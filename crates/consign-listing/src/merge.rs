//! Page merging and partition re-filtering.

use std::collections::HashSet;

use consign_types::{CollectibleHolding, HoldingId, Partition};

/// Append `incoming` to `existing`, skipping holdings whose resolved id is
/// already present. First occurrence wins. Holdings without a resolvable id
/// cannot be compared and are always kept.
///
/// Returns the number of holdings appended.
pub fn merge_unique(existing: &mut Vec<CollectibleHolding>, incoming: Vec<CollectibleHolding>) -> usize {
    let mut seen: HashSet<HoldingId> = existing
        .iter()
        .filter_map(CollectibleHolding::resolve_id)
        .collect();
    let before = existing.len();
    let mut duplicates = 0usize;

    for holding in incoming {
        match holding.resolve_id() {
            Some(id) => {
                if seen.insert(id) {
                    existing.push(holding);
                } else {
                    duplicates += 1;
                }
            }
            None => {
                tracing::debug!(
                    title = holding.title.as_deref().unwrap_or(""),
                    "Keeping holding without resolvable id"
                );
                existing.push(holding);
            }
        }
    }

    let added = existing.len() - before;
    tracing::debug!(added, duplicates, total = existing.len(), "Merged holdings page");
    added
}

/// Keep only holdings that semantically belong to `partition`.
///
/// Backend filter endpoints are not exactly aligned with partition
/// boundaries; e.g. a holding mid-consignment may still appear under
/// "holding".
pub fn refilter(partition: Partition, holdings: Vec<CollectibleHolding>) -> Vec<CollectibleHolding> {
    let before = holdings.len();
    let kept: Vec<_> = holdings
        .into_iter()
        .filter(|holding| {
            if holding.has_conflicting_terminal_states() {
                tracing::warn!(
                    holding = %holding.log_ref(),
                    "Holding is both SOLD and DELIVERED"
                );
            }
            partition.admits(holding)
        })
        .collect();
    if kept.len() != before {
        tracing::debug!(
            %partition,
            dropped = before - kept.len(),
            "Dropped holdings outside partition boundary"
        );
    }
    kept
}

****************

Task statement ::
Please filter the entries above down to the lines holding "resolvable" and copy them.

Exercise solution ::
/// already present. First occurrence wins. Holdings without a resolvable id
                    "Keeping holding without resolvable id"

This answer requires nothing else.